### EXERCISE DIRECTIONS
Restrict the output to the lines below starting at the one that contains "pub fn reclaimed(&self)" and ending at the one that contains "use std::fmt;", and restate them word for word, both ends included.

─── TASK INPUT

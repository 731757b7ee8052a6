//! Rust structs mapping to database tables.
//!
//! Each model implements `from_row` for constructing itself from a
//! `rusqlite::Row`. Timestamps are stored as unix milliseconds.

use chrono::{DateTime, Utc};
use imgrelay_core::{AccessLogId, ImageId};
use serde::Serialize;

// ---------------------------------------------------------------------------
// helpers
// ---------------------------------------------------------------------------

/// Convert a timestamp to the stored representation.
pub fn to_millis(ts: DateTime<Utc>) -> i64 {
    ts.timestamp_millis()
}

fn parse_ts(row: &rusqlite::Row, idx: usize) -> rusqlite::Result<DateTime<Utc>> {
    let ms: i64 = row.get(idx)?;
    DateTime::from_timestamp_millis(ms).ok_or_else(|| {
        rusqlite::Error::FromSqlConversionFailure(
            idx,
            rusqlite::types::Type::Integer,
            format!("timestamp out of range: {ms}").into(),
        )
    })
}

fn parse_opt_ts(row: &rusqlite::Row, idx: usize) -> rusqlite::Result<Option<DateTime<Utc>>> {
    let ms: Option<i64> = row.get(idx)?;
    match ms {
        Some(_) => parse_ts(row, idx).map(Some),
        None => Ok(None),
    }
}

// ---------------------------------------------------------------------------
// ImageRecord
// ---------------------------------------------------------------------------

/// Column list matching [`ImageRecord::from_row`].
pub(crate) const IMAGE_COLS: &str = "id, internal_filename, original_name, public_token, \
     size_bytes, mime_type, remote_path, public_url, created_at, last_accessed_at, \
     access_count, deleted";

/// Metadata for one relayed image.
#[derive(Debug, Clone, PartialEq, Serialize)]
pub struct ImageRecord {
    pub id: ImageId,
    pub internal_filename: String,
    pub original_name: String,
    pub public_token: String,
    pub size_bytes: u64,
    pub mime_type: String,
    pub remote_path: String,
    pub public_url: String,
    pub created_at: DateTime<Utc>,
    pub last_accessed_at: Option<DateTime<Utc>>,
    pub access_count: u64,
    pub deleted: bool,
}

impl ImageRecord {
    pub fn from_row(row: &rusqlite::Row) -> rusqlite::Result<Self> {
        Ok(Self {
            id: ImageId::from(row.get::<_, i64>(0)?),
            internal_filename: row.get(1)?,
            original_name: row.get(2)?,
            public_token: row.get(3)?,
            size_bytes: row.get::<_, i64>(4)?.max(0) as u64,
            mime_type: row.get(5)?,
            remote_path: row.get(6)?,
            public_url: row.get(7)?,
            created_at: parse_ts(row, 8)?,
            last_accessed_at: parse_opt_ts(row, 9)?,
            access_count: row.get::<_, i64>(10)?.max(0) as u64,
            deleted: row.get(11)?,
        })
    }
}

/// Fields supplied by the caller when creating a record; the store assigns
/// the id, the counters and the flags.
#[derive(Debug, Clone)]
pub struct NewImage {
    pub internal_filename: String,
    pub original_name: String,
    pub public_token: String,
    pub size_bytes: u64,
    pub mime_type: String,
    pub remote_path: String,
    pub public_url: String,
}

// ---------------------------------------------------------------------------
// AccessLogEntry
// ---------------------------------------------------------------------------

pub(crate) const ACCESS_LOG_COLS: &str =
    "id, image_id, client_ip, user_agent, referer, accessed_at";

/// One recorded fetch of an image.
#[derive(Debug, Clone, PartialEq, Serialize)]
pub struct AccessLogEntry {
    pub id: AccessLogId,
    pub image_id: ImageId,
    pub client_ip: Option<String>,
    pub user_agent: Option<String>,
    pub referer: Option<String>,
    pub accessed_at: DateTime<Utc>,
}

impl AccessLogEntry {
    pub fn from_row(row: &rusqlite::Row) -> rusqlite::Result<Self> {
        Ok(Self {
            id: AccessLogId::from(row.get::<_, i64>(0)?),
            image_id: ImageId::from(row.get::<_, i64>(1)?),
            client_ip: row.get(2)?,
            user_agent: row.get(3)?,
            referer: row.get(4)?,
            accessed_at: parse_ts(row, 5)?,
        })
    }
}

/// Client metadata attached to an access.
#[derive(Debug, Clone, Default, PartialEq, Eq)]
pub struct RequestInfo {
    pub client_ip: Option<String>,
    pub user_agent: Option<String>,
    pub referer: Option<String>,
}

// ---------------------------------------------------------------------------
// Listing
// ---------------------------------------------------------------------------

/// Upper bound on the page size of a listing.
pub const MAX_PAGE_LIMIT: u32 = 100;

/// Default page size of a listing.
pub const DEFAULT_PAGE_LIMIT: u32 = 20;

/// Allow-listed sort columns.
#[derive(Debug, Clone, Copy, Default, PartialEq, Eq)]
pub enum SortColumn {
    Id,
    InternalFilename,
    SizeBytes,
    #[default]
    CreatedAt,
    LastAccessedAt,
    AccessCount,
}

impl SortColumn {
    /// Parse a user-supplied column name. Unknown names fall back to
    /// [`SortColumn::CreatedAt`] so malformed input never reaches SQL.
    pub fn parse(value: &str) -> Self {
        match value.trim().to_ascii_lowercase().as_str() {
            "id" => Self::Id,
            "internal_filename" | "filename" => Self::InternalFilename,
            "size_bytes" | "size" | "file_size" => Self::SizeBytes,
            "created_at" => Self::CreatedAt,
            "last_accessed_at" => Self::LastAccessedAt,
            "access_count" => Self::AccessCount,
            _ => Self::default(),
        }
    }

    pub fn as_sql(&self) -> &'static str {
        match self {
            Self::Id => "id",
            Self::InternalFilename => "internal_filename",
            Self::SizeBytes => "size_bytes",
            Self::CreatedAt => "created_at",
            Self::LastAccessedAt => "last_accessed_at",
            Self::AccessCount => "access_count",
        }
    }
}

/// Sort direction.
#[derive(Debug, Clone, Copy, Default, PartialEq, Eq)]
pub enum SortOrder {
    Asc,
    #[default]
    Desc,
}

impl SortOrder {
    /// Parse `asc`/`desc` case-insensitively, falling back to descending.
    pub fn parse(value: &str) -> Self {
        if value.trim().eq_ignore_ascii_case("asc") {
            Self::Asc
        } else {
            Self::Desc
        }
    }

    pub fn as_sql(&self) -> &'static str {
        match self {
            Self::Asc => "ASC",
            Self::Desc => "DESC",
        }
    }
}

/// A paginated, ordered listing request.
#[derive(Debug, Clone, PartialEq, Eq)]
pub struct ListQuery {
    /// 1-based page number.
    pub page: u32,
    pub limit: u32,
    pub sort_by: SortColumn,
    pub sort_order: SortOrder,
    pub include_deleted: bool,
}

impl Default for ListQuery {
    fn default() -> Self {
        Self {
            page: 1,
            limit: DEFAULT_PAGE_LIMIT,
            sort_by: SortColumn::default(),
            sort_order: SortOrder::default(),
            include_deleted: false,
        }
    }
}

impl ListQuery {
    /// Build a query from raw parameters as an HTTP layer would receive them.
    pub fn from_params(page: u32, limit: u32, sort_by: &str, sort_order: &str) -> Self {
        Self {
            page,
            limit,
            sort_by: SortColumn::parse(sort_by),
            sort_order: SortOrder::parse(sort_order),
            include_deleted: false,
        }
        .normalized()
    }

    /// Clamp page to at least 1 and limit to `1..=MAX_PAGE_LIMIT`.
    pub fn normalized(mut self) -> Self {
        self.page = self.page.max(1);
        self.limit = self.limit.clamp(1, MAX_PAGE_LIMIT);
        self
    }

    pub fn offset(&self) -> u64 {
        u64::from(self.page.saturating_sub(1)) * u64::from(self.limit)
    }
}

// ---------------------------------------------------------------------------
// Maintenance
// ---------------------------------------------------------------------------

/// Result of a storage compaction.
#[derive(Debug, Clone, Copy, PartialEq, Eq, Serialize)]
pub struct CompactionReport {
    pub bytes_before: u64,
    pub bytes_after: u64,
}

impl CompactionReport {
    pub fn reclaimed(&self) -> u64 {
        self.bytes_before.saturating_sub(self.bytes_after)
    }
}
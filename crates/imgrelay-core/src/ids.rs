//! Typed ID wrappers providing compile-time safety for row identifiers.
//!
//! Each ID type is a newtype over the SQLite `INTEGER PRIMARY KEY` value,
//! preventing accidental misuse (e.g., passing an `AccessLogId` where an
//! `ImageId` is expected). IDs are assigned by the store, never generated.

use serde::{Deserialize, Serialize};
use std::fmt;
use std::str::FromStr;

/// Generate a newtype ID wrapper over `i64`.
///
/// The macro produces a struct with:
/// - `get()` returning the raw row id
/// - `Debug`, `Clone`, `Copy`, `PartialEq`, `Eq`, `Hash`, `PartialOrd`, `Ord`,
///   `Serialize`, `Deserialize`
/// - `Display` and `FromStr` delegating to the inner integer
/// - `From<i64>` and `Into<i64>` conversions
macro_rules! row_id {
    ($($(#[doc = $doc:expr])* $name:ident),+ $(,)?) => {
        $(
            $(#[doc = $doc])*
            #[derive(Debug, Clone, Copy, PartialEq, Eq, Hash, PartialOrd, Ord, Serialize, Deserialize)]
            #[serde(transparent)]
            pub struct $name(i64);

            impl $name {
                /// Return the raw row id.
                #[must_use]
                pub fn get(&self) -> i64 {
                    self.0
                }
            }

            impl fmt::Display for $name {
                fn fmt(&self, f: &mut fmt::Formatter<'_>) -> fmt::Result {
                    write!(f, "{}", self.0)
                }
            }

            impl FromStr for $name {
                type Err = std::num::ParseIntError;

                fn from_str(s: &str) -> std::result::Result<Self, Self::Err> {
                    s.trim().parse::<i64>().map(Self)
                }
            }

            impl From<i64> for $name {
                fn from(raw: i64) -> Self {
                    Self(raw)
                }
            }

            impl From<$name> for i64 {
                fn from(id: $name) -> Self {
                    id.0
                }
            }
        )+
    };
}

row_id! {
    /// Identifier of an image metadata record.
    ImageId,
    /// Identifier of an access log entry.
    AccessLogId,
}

──────

### SOLUTION TO THE EXERCISE
    pub fn reclaimed(&self) -> u64 {
        self.bytes_before.saturating_sub(self.bytes_after)
    }
}
filename crates/imgrelay-core/src/ids.rs
//! Typed ID wrappers providing compile-time safety for row identifiers.
//!
//! Each ID type is a newtype over the SQLite `INTEGER PRIMARY KEY` value,
//! preventing accidental misuse (e.g., passing an `AccessLogId` where an
//! `ImageId` is expected). IDs are assigned by the store, never generated.

use serde::{Deserialize, Serialize};
use std::fmt;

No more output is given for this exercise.